I’ve been thinking about Zadie Smith’s essay on Philip Roth: “At an unusually tender age, he learned not to write to make people think well of him, nor to display to others, through fiction, the right sort of ideas, so they could think him the right sort of person. ‘Literature isn’t a moral beauty contest,’ he once said.”
EKH: You write about southern California in a way that always makes me long to be there, in its beauty and in its particular brand of ennui that I think you capture like no one else. Who are your other favorite California writers, and your favorite books about your state?
VP: Dana Johnson, Michelle Huneven, Jim Gavin, Danzy Senna, Sarah Shun-Lien Bynum, Michael Jaime-Becerra, among many others. Immediately I think of Nathanael West’s The Day of the Locust, Joan Didion’s Play It as It Lays, and John Steinbeck’s East of Eden. Recently I read Pacific by Tom Drury, which I loved, and which led me to all his amazing books.

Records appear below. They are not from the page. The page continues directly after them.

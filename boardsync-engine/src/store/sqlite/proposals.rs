//! Proposal reads

use std::collections::{BTreeMap, HashMap, HashSet};

use async_trait::async_trait;
use boardsync_common::models::{
    BoardFields, EvaluationResult, EvaluationStep, EvaluationSummary, FormField, FormFieldType,
    PropertyTemplate, Proposal, ProposalStatus, RubricAnswer, RubricCriteria, StepType,
};
use boardsync_common::{Error, Result};
use sqlx::sqlite::SqliteRow;
use sqlx::{Row, SqlitePool};
use uuid::Uuid;

use super::{format_time, parse_opt_time, parse_opt_uuid, parse_time, parse_uuid};
use crate::store::{PageCursor, ProposalStore};

const PROPOSAL_COLUMNS: &str = "id, space_id, title, content, content_text, path, status, archived, \
     authors, form_id, form_answers, custom_field_values, project, has_published_rewards, \
     created_at, deleted_at";

#[derive(Clone)]
pub struct SqliteProposalStore {
    pool: SqlitePool,
}

impl SqliteProposalStore {
    pub fn new(pool: SqlitePool) -> Self {
        Self { pool }
    }

    async fn load_proposal(&self, row: &SqliteRow) -> Result<Proposal> {
        let id = parse_uuid(&row.get::<String, _>("id"))?;
        let evaluations = load_evaluations(&self.pool, id).await?;

        let status_str: String = row.get("status");
        let status = ProposalStatus::parse(&status_str)
            .ok_or_else(|| Error::Internal(format!("Unknown proposal status '{}'", status_str)))?;
        let authors: Vec<Uuid> = serde_json::from_str(&row.get::<String, _>("authors"))?;
        let form_answers: BTreeMap<_, _> = serde_json::from_str(&row.get::<String, _>("form_answers"))?;
        let custom_field_values: BTreeMap<_, _> =
            serde_json::from_str(&row.get::<String, _>("custom_field_values"))?;
        let project = row
            .get::<Option<String>, _>("project")
            .map(|json| serde_json::from_str(&json))
            .transpose()?;

        Ok(Proposal {
            id,
            space_id: parse_uuid(&row.get::<String, _>("space_id"))?,
            title: row.get("title"),
            content: serde_json::from_str(&row.get::<String, _>("content"))?,
            content_text: row.get("content_text"),
            path: row.get("path"),
            status,
            archived: row.get::<i64, _>("archived") != 0,
            authors,
            evaluations,
            form_id: parse_opt_uuid(row.get("form_id"))?,
            form_answers,
            custom_field_values,
            project,
            has_published_rewards: row.get::<i64, _>("has_published_rewards") != 0,
            created_at: parse_time(&row.get::<String, _>("created_at"))?,
            deleted_at: parse_opt_time(row.get("deleted_at"))?,
        })
    }
}

/// Evaluation steps of a proposal with criteria and answers, ordered by step index
pub(crate) async fn load_evaluations(pool: &SqlitePool, proposal_id: Uuid) -> Result<Vec<EvaluationStep>> {
    let step_rows = sqlx::query(
        r#"
        SELECT id, step_index, title, evaluation_type, result
        FROM proposal_evaluations
        WHERE proposal_id = ?
        ORDER BY step_index
        "#,
    )
    .bind(proposal_id.to_string())
    .fetch_all(pool)
    .await?;

    if step_rows.is_empty() {
        return Ok(Vec::new());
    }

    let criteria_rows = sqlx::query(
        r#"
        SELECT c.id, c.evaluation_id, c.title, c.description
        FROM rubric_criteria c
        JOIN proposal_evaluations e ON c.evaluation_id = e.id
        WHERE e.proposal_id = ?
        ORDER BY c.position
        "#,
    )
    .bind(proposal_id.to_string())
    .fetch_all(pool)
    .await?;

    let answer_rows = sqlx::query(
        r#"
        SELECT a.criteria_id, a.evaluation_id, a.reviewer_id, a.reviewer_name, a.score, a.comment
        FROM rubric_answers a
        JOIN proposal_evaluations e ON a.evaluation_id = e.id
        WHERE e.proposal_id = ?
        ORDER BY a.rowid
        "#,
    )
    .bind(proposal_id.to_string())
    .fetch_all(pool)
    .await?;

    let mut criteria: HashMap<String, Vec<RubricCriteria>> = HashMap::new();
    for row in criteria_rows {
        criteria
            .entry(row.get("evaluation_id"))
            .or_default()
            .push(RubricCriteria {
                id: parse_uuid(&row.get::<String, _>("id"))?,
                title: row.get("title"),
                description: row.get("description"),
            });
    }

    let mut answers: HashMap<String, Vec<RubricAnswer>> = HashMap::new();
    for row in answer_rows {
        answers
            .entry(row.get("evaluation_id"))
            .or_default()
            .push(RubricAnswer {
                criteria_id: parse_uuid(&row.get::<String, _>("criteria_id"))?,
                reviewer_id: parse_uuid(&row.get::<String, _>("reviewer_id"))?,
                reviewer_name: row.get("reviewer_name"),
                score: row.get("score"),
                comment: row.get("comment"),
            });
    }

    step_rows
        .into_iter()
        .map(|row| {
            let id: String = row.get("id");
            let type_str: String = row.get("evaluation_type");
            let evaluation_type = StepType::parse(&type_str)
                .ok_or_else(|| Error::Internal(format!("Unknown evaluation type '{}'", type_str)))?;
            let result = row
                .get::<Option<String>, _>("result")
                .map(|r| {
                    EvaluationResult::parse(&r)
                        .ok_or_else(|| Error::Internal(format!("Unknown evaluation result '{}'", r)))
                })
                .transpose()?;

            Ok(EvaluationStep {
                id: parse_uuid(&id)?,
                index: row.get("step_index"),
                title: row.get("title"),
                evaluation_type,
                result,
                rubric_criteria: criteria.remove(&id).unwrap_or_default(),
                rubric_answers: answers.remove(&id).unwrap_or_default(),
            })
        })
        .collect()
}

#[async_trait]
impl ProposalStore for SqliteProposalStore {
    async fn list_page(
        &self,
        space_id: Uuid,
        cursor: Option<PageCursor>,
        page_size: u32,
    ) -> Result<Vec<Proposal>> {
        let rows = match cursor {
            Some(cursor) => {
                let created_at = format_time(&cursor.created_at);
                sqlx::query(&format!(
                    r#"
                    SELECT {PROPOSAL_COLUMNS} FROM proposals
                    WHERE space_id = ? AND status != 'draft'
                      AND (created_at > ? OR (created_at = ? AND id > ?))
                    ORDER BY created_at, id
                    LIMIT ?
                    "#
                ))
                .bind(space_id.to_string())
                .bind(&created_at)
                .bind(&created_at)
                .bind(cursor.id.to_string())
                .bind(page_size as i64)
                .fetch_all(&self.pool)
                .await?
            }
            None => {
                sqlx::query(&format!(
                    r#"
                    SELECT {PROPOSAL_COLUMNS} FROM proposals
                    WHERE space_id = ? AND status != 'draft'
                    ORDER BY created_at, id
                    LIMIT ?
                    "#
                ))
                .bind(space_id.to_string())
                .bind(page_size as i64)
                .fetch_all(&self.pool)
                .await?
            }
        };

        let mut page = Vec::with_capacity(rows.len());
        for row in &rows {
            page.push(self.load_proposal(row).await?);
        }
        Ok(page)
    }

    async fn syncable_ids(&self, space_id: Uuid) -> Result<HashSet<Uuid>> {
        let ids: Vec<String> =
            sqlx::query_scalar("SELECT id FROM proposals WHERE space_id = ? AND status != 'draft'")
                .bind(space_id.to_string())
                .fetch_all(&self.pool)
                .await?;

        ids.iter().map(|id| parse_uuid(id)).collect()
    }

    async fn get_proposal(&self, proposal_id: Uuid) -> Result<Option<Proposal>> {
        let row = sqlx::query(&format!("SELECT {PROPOSAL_COLUMNS} FROM proposals WHERE id = ?"))
            .bind(proposal_id.to_string())
            .fetch_optional(&self.pool)
            .await?;

        match row {
            Some(row) => Ok(Some(self.load_proposal(&row).await?)),
            None => Ok(None),
        }
    }

    async fn evaluation_summaries(&self, space_id: Uuid) -> Result<Vec<EvaluationSummary>> {
        let rows = sqlx::query(
            r#"
            SELECT id, status, archived, has_published_rewards
            FROM proposals
            WHERE space_id = ? AND status != 'draft'
            ORDER BY created_at, id
            "#,
        )
        .bind(space_id.to_string())
        .fetch_all(&self.pool)
        .await?;

        let mut summaries = Vec::with_capacity(rows.len());
        for row in rows {
            let proposal_id = parse_uuid(&row.get::<String, _>("id"))?;
            let status_str: String = row.get("status");
            summaries.push(EvaluationSummary {
                proposal_id,
                status: ProposalStatus::parse(&status_str).ok_or_else(|| {
                    Error::Internal(format!("Unknown proposal status '{}'", status_str))
                })?,
                archived: row.get::<i64, _>("archived") != 0,
                has_published_rewards: row.get::<i64, _>("has_published_rewards") != 0,
                evaluations: load_evaluations(&self.pool, proposal_id).await?,
            });
        }
        Ok(summaries)
    }

    async fn form_fields(&self, space_id: Uuid) -> Result<Vec<FormField>> {
        let rows = sqlx::query(
            r#"
            SELECT id, form_id, name, field_type, options, private, description
            FROM form_fields
            WHERE space_id = ?
            ORDER BY form_id, position
            "#,
        )
        .bind(space_id.to_string())
        .fetch_all(&self.pool)
        .await?;

        rows.iter()
            .map(|row| {
                let type_str: String = row.get("field_type");
                Ok(FormField {
                    id: row.get("id"),
                    form_id: parse_uuid(&row.get::<String, _>("form_id"))?,
                    name: row.get("name"),
                    field_type: FormFieldType::parse(&type_str).ok_or_else(|| {
                        Error::Internal(format!("Unknown form field type '{}'", type_str))
                    })?,
                    options: serde_json::from_str(&row.get::<String, _>("options"))?,
                    private: row.get::<i64, _>("private") != 0,
                    description: row.get("description"),
                })
            })
            .collect()
    }

    async fn custom_properties(
        &self,
        space_id: Uuid,
        config_id: Option<Uuid>,
    ) -> Result<Vec<PropertyTemplate>> {
        let board_id = match config_id {
            Some(id) => id,
            None => {
                let registered: Option<String> = sqlx::query_scalar(
                    "SELECT board_id FROM proposal_template_boards WHERE space_id = ?",
                )
                .bind(space_id.to_string())
                .fetch_optional(&self.pool)
                .await?;

                match registered {
                    Some(id) => parse_uuid(&id)?,
                    None => return Ok(Vec::new()),
                }
            }
        };

        let fields: Option<String> = sqlx::query_scalar("SELECT fields FROM boards WHERE id = ?")
            .bind(board_id.to_string())
            .fetch_optional(&self.pool)
            .await?;

        let fields = fields
            .ok_or_else(|| Error::NotFound(format!("Proposal template board {}", board_id)))?;
        let fields: BoardFields = serde_json::from_str(&fields)?;
        Ok(fields.card_properties)
    }
}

Victoria Patterson is the author of the novels The Peerless Four and This Vacant Paradise, a 2011 New York Times Book Review Editors’ Choice. Her story collection, Drift, was a finalist for the California Book Award, the 2009 Story Prize, and was selected as one of the best books of 2009 by The San Francisco Chronicle. She lives with her family in Southern California and teaches at Antioch University’s Master of Fine Arts program.